Abb. 1: Verhältnis von pädagogischer Theorie und Praxis zu den Nachbarwissenschaften
Es versteht sich von selbst, dass für die pädagogische Theorie und Praxis die Erkenntnisse anderer Humanwissenschaften von prinzipieller Relevanz sind, nur müssen sie, wie das der Tübinger Pädagoge Klaus Prange (2014) mit Bezug auf Johann Friedrich Herbart (1806/1965) kategorisch feststellt, in das System der einheimischen Begriffe der Pädagogik transformiert werden: »Der Einbau auswärtiger Begriffe in die Systematik der Pädagogik hat unter dem Primat ihrer einheimischen Operationen zu erfolgen« (Prange 2014, 21).

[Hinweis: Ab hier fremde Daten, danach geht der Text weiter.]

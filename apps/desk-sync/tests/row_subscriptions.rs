//! Row Subscription Integration Tests
//!
//! Reference counting across arbitrary row edits, and the subscribe /
//! unsubscribe traffic a session pushes to the feed.

#![allow(clippy::unwrap_used, clippy::expect_used)]

mod common;

use std::collections::{BTreeSet, HashMap};

use proptest::prelude::*;

use common::{Desk, FakeFeed, INFY_TOKEN, SBIN_TOKEN, TCS_TOKEN, tokens};
use desk_sync::domain::subscription::{RowBinding, RowNumber, RowSubscriptionTracker};
use desk_sync::domain::symbol::{InstrumentToken, RowLabel, SymbolKey};
use desk_sync::domain::sheet::CellValue;

const SYMBOLS: [(&str, u32); 4] = [
    ("NSE:INFY", 100),
    ("NSE:TCS", 200),
    ("NSE:SBIN", 300),
    ("NFO:NIFTY25JANFUT", 400),
];

fn edit() -> impl Strategy<Value = (RowNumber, Option<usize>)> {
    (2u32..12, proptest::option::of(0..SYMBOLS.len()))
}

fn binding(index: usize) -> RowBinding {
    let (symbol, token) = SYMBOLS[index];
    RowBinding::new(SymbolKey::parse(symbol).unwrap(), InstrumentToken::new(token))
}

proptest! {
    #[test]
    fn active_tokens_match_bound_rows(edits in proptest::collection::vec(edit(), 1..64)) {
        let tracker = RowSubscriptionTracker::new();
        let mut rows: HashMap<RowNumber, usize> = HashMap::new();
        let mut streamed: BTreeSet<InstrumentToken> = BTreeSet::new();

        for (row, choice) in edits {
            let changes = tracker.assign(row, choice.map(binding));
            match choice {
                Some(index) => rows.insert(row, index),
                None => rows.remove(&row),
            };

            for token in &changes.unsubscribe {
                prop_assert!(streamed.remove(token), "unsubscribed a token never subscribed");
            }
            for token in &changes.subscribe {
                prop_assert!(streamed.insert(*token), "subscribed a token twice");
            }

            let expected: BTreeSet<InstrumentToken> =
                rows.values().map(|i| binding(*i).token).collect();
            prop_assert_eq!(&streamed, &expected);
            prop_assert_eq!(tracker.active_tokens(), expected.iter().copied().collect::<Vec<_>>());
            prop_assert_eq!(tracker.stats().bound_rows, rows.len());
        }
    }

    #[test]
    fn batch_reconcile_equals_net_effect(
        before in proptest::collection::vec(edit(), 0..32),
        batch in proptest::collection::vec(edit(), 0..32),
    ) {
        let tracker = RowSubscriptionTracker::new();
        for (row, choice) in &before {
            tracker.assign(*row, choice.map(binding));
        }
        let prior: BTreeSet<_> = tracker.active_tokens().into_iter().collect();

        let changes = tracker.reconcile(batch.iter().map(|(row, choice)| (*row, choice.map(binding))));
        let after: BTreeSet<_> = tracker.active_tokens().into_iter().collect();

        let subscribed: BTreeSet<_> = changes.subscribe.iter().copied().collect();
        let unsubscribed: BTreeSet<_> = changes.unsubscribe.iter().copied().collect();
        prop_assert_eq!(subscribed, after.difference(&prior).copied().collect::<BTreeSet<_>>());
        prop_assert_eq!(unsubscribed, prior.difference(&after).copied().collect::<BTreeSet<_>>());
    }
}

#[test]
fn session_routes_only_subscribed_tokens() {
    let desk = Desk::new();
    let label = |raw: &str| RowLabel::classify(&CellValue::from(raw));

    desk.session.reconcile_rows([
        (2, desk.session.binding_for(&label("NSE:INFY"))),
        (3, desk.session.binding_for(&label("nse:tcs"))),
        (4, desk.session.binding_for(&label("PORTFOLIO"))),
        (5, desk.session.binding_for(&label("NSE:NOSUCH"))),
    ]);

    assert_eq!(desk.feed.subscribed(), tokens(&[INFY_TOKEN, TCS_TOKEN]));
    assert_eq!(desk.ticks.routed_count(), 2);

    desk.session.reconcile_rows([
        (2, desk.session.binding_for(&label("NSE:SBIN"))),
        (3, None),
    ]);

    assert_eq!(desk.feed.unsubscribed(), tokens(&[INFY_TOKEN, TCS_TOKEN]));
    assert_eq!(
        desk.feed.subscribed(),
        tokens(&[INFY_TOKEN, TCS_TOKEN, SBIN_TOKEN])
    );
    assert_eq!(desk.ticks.routed_count(), 1);
}

#[test]
fn disconnected_feed_still_tracks_rows() {
    let desk = Desk::with_feed(FakeFeed::disconnected());
    let label = RowLabel::classify(&CellValue::from("NSE:INFY"));

    desk.session.assign_row(7, desk.session.binding_for(&label));

    assert!(desk.feed.subscribed().is_empty());
    assert_eq!(
        desk.session.tracker().active_tokens(),
        tokens(&[INFY_TOKEN])
    );
    assert_eq!(desk.session.tracker().rows_for(InstrumentToken::new(INFY_TOKEN)), vec![7]);
}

Das heißt ganz konkret, dass die Methoden und Ergebnisse der Humanwissenschaften darauf hin geprüft werden müssen, welche Relevanz sie für die Bearbeitung des Gegenstands der Pädagogik in Theorie und Praxis haben. Und es ist die der Pädagogik eigentümliche Systematik, die darüber entscheidet, und nicht beispielsweise die Psychologie, die die Praxis des Erziehens oder gar die Themen der pädagogischen Forschung bestimmen sollte. So wird auch eine mit der Gegenüberstellung von qualitativer und quantitativer Forschung zusammenhängende Vorstellung, nur hypothesenprüfende, subsumtionslogische Forschung und deren Anwendung könne in der Pädagogik als empirisch und evidenzbasiert angesehen werden, obsolet. Insbesondere im Blick auf pädagogische Forschung hat die grundlegende Kritik des Nobelpreisträgers Peter Brian Medawar an hypothesenprüfenden empirischen Untersuchungen Gültigkeit. Im BBC wurde 1963 ein Vortrag des Biologen ausgestrahlt, in dem der Wissenschaftler zu dem Ergebnis gelangt, dass hypothesenprüfende Untersuchungen und die schriftlichen Berichte davon tendenziell ein Betrug seien. Medawar bejaht die Frage »Is the scientific paper a fraud?« und begründet dies u. a. mit der Beobachtung, dass die Grundstruktur der hypothesenprüfenden Untersuchung darauf angelegt sei, solche Ergebnisse zu zeitigen, wie sie bereits vorher angenommen würden. Die Theorie veranlasse den Forscher, Erwartungen zu formulieren, und lasse ihn ausschließlich in diesem Rahmen Entdeckungen machen. Dabei entstünde dann fälschlicherweise der Eindruck, hier seien objektive Wirklichkeiten zum Abdruck gekommen (vgl. Medawar 1963).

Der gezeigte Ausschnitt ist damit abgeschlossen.